I tried going straight through it, but I noted a lot of redundant processes, so I started to map everything in a mind map to identify all the redundacies and treat them before doing anything on SQL.

I stumble upon these lines:

use table1
    read all into A
use table2
    read all into B
fieldA = nrow(B);
fieldB = B[,n:fieldA];
fieldC = 2.33*sqrt(A`*fieldB*A);

And I have no idea on how to map this process, specially “fieldB” and the equation inside sqrt.

Could anyone give me a hand?

(edit) Okay, Joe really helped me out with the general… my two still remaining doubts are:

1- “fieldB = B[,n:fieldA];” what does this stand for?

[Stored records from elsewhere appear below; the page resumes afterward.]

//! Database schema definitions
//!
//! Table and column names used by the SQLite store.

/// Communities table schema
pub mod communities {
    /// Table name
    pub const TABLE: &str = "communities";
    /// Community name, primary key
    pub const NAME: &str = "name";
    /// Public description column
    pub const DESCRIPTION: &str = "description";
    /// Creation timestamp column
    pub const CREATED_AT: &str = "created_at";
    /// Adult content flag
    pub const IS_RESTRICTED: &str = "is_restricted";
    /// Subscriber count column
    pub const SUBSCRIBER_COUNT: &str = "subscriber_count";
}

/// Submissions table schema
pub mod submissions {
    /// Table name
    pub const TABLE: &str = "submissions";
    /// Submission id, primary key
    pub const ID: &str = "id";
    /// Title column
    pub const TITLE: &str = "title";
    /// Author column
    pub const AUTHOR: &str = "author";
    /// Creation timestamp column
    pub const CREATED_AT: &str = "created_at";
    /// Adult content flag
    pub const IS_RESTRICTED: &str = "is_restricted";
    /// Content kind column
    pub const KIND: &str = "kind";
    /// Upvote ratio column
    pub const APPROVAL_RATIO: &str = "approval_ratio";
    /// Award count column
    pub const AWARD_COUNT: &str = "award_count";
    /// Cross-post count column
    pub const CROSS_POST_COUNT: &str = "cross_post_count";
    /// Self-text column
    pub const BODY_TEXT: &str = "body_text";
    /// Video duration column
    pub const VIDEO_DURATION_SECONDS: &str = "video_duration_seconds";
    /// Flair column
    pub const CATEGORY: &str = "category";
    /// Owning community column
    pub const COMMUNITY_NAME: &str = "community_name";
    /// Listing origin flag
    pub const FROM_LISTING: &str = "from_listing";
}

/// Listing order of listing-derived submissions per community
pub mod listing_entries {
    /// Table name
    pub const TABLE: &str = "listing_entries";
    /// Insertion sequence
    pub const SEQ: &str = "seq";
    /// Community column
    pub const COMMUNITY_NAME: &str = "community_name";
    /// Submission column
    pub const SUBMISSION_ID: &str = "submission_id";
}

/// Comments table schema
pub mod comments {
    /// Table name
    pub const TABLE: &str = "comments";
    /// Comment id, primary key
    pub const ID: &str = "id";
    /// Body column
    pub const BODY_TEXT: &str = "body_text";
    /// Author column
    pub const AUTHOR: &str = "author";
    /// Creation timestamp column
    pub const CREATED_AT: &str = "created_at";
    /// Parent fullname column
    pub const PARENT_ID: &str = "parent_id";
    /// Owning submission column
    pub const SUBMISSION_ID: &str = "submission_id";
    /// Vote ratio column
    pub const APPROVAL_RATIO: &str = "approval_ratio";
    /// Pinned flag
    pub const IS_PINNED: &str = "is_pinned";
}

/// Cross-post edges table schema
pub mod crossposts {
    /// Table name
    pub const TABLE: &str = "crossposts";
    /// Original submission column
    pub const PARENT_ID: &str = "parent_id";
    /// Copy submission column
    pub const POST_ID: &str = "post_id";
}
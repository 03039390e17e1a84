//! Metrics collection
//!
//! Thin wrapper around the `metrics` facade. Nothing is exported unless the
//! binary installs a recorder, so every call is cheap by default.

use std::time::Duration;

use metrics::{counter, describe_counter, describe_histogram, histogram, Unit};

/// Submissions taken from community listings
pub const SUBMISSIONS_COLLECTED: &str = "subharvest_submissions_collected_total";
/// Cross-post edges discovered
pub const CROSSPOSTS_COLLECTED: &str = "subharvest_crossposts_collected_total";
/// Comments flattened
pub const COMMENTS_COLLECTED: &str = "subharvest_comments_collected_total";
/// Retryable upstream failures, labelled by kind
pub const RETRIES: &str = "subharvest_retries_total";
/// Finished communities, labelled by outcome
pub const COMMUNITIES: &str = "subharvest_communities_total";
/// Wall-clock time of one community collection
pub const COLLECTION_DURATION: &str = "subharvest_collection_duration_seconds";

/// Metrics recorder for harvesting
#[derive(Debug, Default, Clone, Copy)]
pub struct HarvestMetrics;

impl HarvestMetrics {
    /// Register metric descriptions with the installed recorder
    pub fn describe() {
        describe_counter!(SUBMISSIONS_COLLECTED, Unit::Count, "Submissions collected from community listings");
        describe_counter!(CROSSPOSTS_COLLECTED, Unit::Count, "Cross-post edges discovered");
        describe_counter!(COMMENTS_COLLECTED, Unit::Count, "Comments collected");
        describe_counter!(RETRIES, Unit::Count, "Retryable upstream failures");
        describe_counter!(COMMUNITIES, Unit::Count, "Communities processed by outcome");
        describe_histogram!(COLLECTION_DURATION, Unit::Seconds, "Time spent collecting one community");
    }

    /// Record one listing post with its comments and cross-posts
    pub fn record_post(&self, comments: usize, crossposts: usize) {
        counter!(SUBMISSIONS_COLLECTED).increment(1);
        counter!(COMMENTS_COLLECTED).increment(comments as u64);
        counter!(CROSSPOSTS_COLLECTED).increment(crossposts as u64);
    }

    /// Record a retry after a transient failure
    pub fn record_retry(&self, kind: &'static str) {
        counter!(RETRIES, "kind" => kind).increment(1);
    }

    /// Record the outcome of one community
    pub fn record_community(&self, outcome: &'static str, duration: Duration) {
        counter!(COMMUNITIES, "outcome" => outcome).increment(1);
        histogram!(COLLECTION_DURATION).record(duration.as_secs_f64());
    }
}

#[cfg(test)]
mod tests {
    use super::*;

    #[test]
    fn test_recording_without_recorder_is_noop() {
        let metrics = HarvestMetrics;
        HarvestMetrics::describe();
        metrics.record_post(3, 1);
        metrics.record_retry("server");
        metrics.record_community("collected", Duration::from_secs(2));
    }
}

I mean, I now what it does if n is static, but I came around another part of the process where…

use table1;
    read all into A;
use table2;
    read all into B;
fieldA = ncol(B);
fieldB = ncol(A);
ncurvas = fieldA/fieldB;
N = J(ncurvas+1,1,fieldB);
N[1] = 1;
NCUM = cusum(N)-1;
fieldC = B[,(NCUM[&t]+1):NCUM[&t+1]];

I’m all good until it comes to fieldC. I understand what cusum does and all, but I have really no idea what happens on fieldC. When I checked it out with &t = 1, it showed me an 18×18 matrix from B, starting at B[1,1] – but when I tried another number, like 10, it started at col163 of B.

2- I don’t know if this has anything to do with matrix transformations/multiplication that I, at least so far don’t understand, but why does “2.33*sqrt(A`*fieldB*A)” (the original fieldC) returns a single value? shouldn’t it return a matrix?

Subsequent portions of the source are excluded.